### HDS-M05: Deep Learning

Module Leaders: Bartek Papiez and Sharib Ali

Practical Leader and prepared by: Sharib Ali, PhD


### Required packages
[1] [numpy](http://www.numpy.org) is package for scientific computing with python

[2] [h5py](http://www.h5py.org) is package to interact with compactly stored dataset

[3] [matplotlib](http://matplotlib.org) can be used for plotting graphs in python

[4] [pytorch](https://pytorch.org/docs/stable/index.html) is library widely used for bulding deep-learning frameworks

### Ingrediants of DNN and CNN

**What will you learn here?**

Here you will build an *l-* layer neural network using pytorch.

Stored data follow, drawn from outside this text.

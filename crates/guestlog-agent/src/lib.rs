//! Guestlog Agent - Validates and executes guest log actions against the
//! datastore driver, the status poller, and the log container

mod discovery;
mod driver;
mod manager;
#[cfg(test)]
mod mock;
mod status;

pub use discovery::ConfigDiscovery;
pub use driver::{AppDriver, CommandDriver, LogCommands};
pub use manager::GuestLogManager;
pub use status::{CommandStatus, ServiceStatus, StatusPoller};
//! Agent side of the socket: one JSON request line in, one response line out

use guestlog_core::{Error, Result};
use std::os::unix::fs::PermissionsExt;
use std::path::{Path, PathBuf};
use tokio::io::{AsyncBufReadExt, AsyncReadExt, AsyncWriteExt, BufReader};
use tokio::net::{UnixListener, UnixStream};
use tracing::{debug, info, warn};

use crate::protocol::{Request, Response};

/// Largest request or response line, in bytes
pub(crate) const MAX_MESSAGE_SIZE: u64 = 10 * 1024 * 1024;

const SOCKET_MODE: u32 = 0o600;

fn ipc_failure(context: &'static str) -> impl FnOnce(std::io::Error) -> Error {
    move |e| Error::ipc(format!("{}: {}", context, e))
}

pub struct IpcServer {
    socket_path: PathBuf,
    listener: UnixListener,
}

impl IpcServer {
    /// Listen on `socket_path`, taking over a leftover socket file
    pub async fn bind(socket_path: &Path) -> Result<Self> {
        match std::fs::remove_file(socket_path) {
            Ok(()) => debug!("Removed leftover socket {}", socket_path.display()),
            Err(e) if e.kind() == std::io::ErrorKind::NotFound => {}
            Err(e) => return Err(e.into()),
        }
        if let Some(parent) = socket_path.parent() {
            std::fs::create_dir_all(parent)?;
        }

        let listener = UnixListener::bind(socket_path).map_err(ipc_failure("Failed to bind socket"))?;
        std::fs::set_permissions(socket_path, std::fs::Permissions::from_mode(SOCKET_MODE))
            .map_err(ipc_failure("Failed to restrict socket"))?;

        info!("Guest agent listening on {}", socket_path.display());
        Ok(Self {
            socket_path: socket_path.to_path_buf(),
            listener,
        })
    }

    pub async fn accept(&self) -> Result<IpcConnection> {
        let (stream, _) = self.listener.accept().await.map_err(ipc_failure("Accept failed"))?;
        Ok(IpcConnection::new(stream))
    }

    pub fn socket_path(&self) -> &Path {
        &self.socket_path
    }
}

impl Drop for IpcServer {
    fn drop(&mut self) {
        if let Err(e) = std::fs::remove_file(&self.socket_path) {
            if e.kind() != std::io::ErrorKind::NotFound {
                warn!("Failed to remove socket {}: {}", self.socket_path.display(), e);
            }
        }
    }
}

/// A connected CLI client
pub struct IpcConnection {
    stream: UnixStream,
}

impl IpcConnection {
    pub fn new(stream: UnixStream) -> Self {
        Self { stream }
    }

    /// Next request from the client; `None` once it hung up
    pub async fn read_request(&mut self) -> Result<Option<Request>> {
        let mut reader = BufReader::new((&mut self.stream).take(MAX_MESSAGE_SIZE));
        let mut line = String::new();

        let read = reader
            .read_line(&mut line)
            .await
            .map_err(ipc_failure("Read error"))?;
        if read == 0 {
            return Ok(None);
        }
        if !line.ends_with('\n') && read as u64 >= MAX_MESSAGE_SIZE {
            return Err(Error::ipc(format!(
                "Request exceeds {} bytes",
                MAX_MESSAGE_SIZE
            )));
        }

        let request: Request = serde_json::from_str(line.trim())
            .map_err(|e| Error::ipc(format!("Invalid request: {}", e)))?;
        debug!("Request: {:?}", request);
        Ok(Some(request))
    }

    pub async fn send_response(&mut self, response: &Response) -> Result<()> {
        let mut line = serde_json::to_vec(response)?;
        line.push(b'\n');

        self.stream
            .write_all(&line)
            .await
            .map_err(ipc_failure("Write error"))?;
        self.stream.flush().await.map_err(ipc_failure("Flush error"))?;
        Ok(())
    }
}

Each layer can comprise of one or more nodes. Pytorch provides a module **nn** that comprises of building blocks for networks making it easy to code.You will build both Multi-Layer Perceptron (using Fully connected layers)and Convolutional neural networks (using Fully convolutional layers).

<u>For DNN concentrate on</u>:
- Input Units
- Hidden Units
- Output Units
- Activation functions

<u>For CNN concentrate on</u>:
- Convolution blocks
- Batch normalisation
- Maxpooling layers
- Activation functions
- Flattenning at the last layer

In [None]:
import torch
from torch import nn
import numpy as np

# always check your version
print(torch.__version__)


In [None]:
# above you have samples and labels separately while pytorch dataloader for classification takes the folders
# We have provided you a helper function to fix this

def compile_dataset_sampleLabelPair(x, y):
    return TensorDataset(torch.from_numpy(x).float(), torch.from_numpy(y).long())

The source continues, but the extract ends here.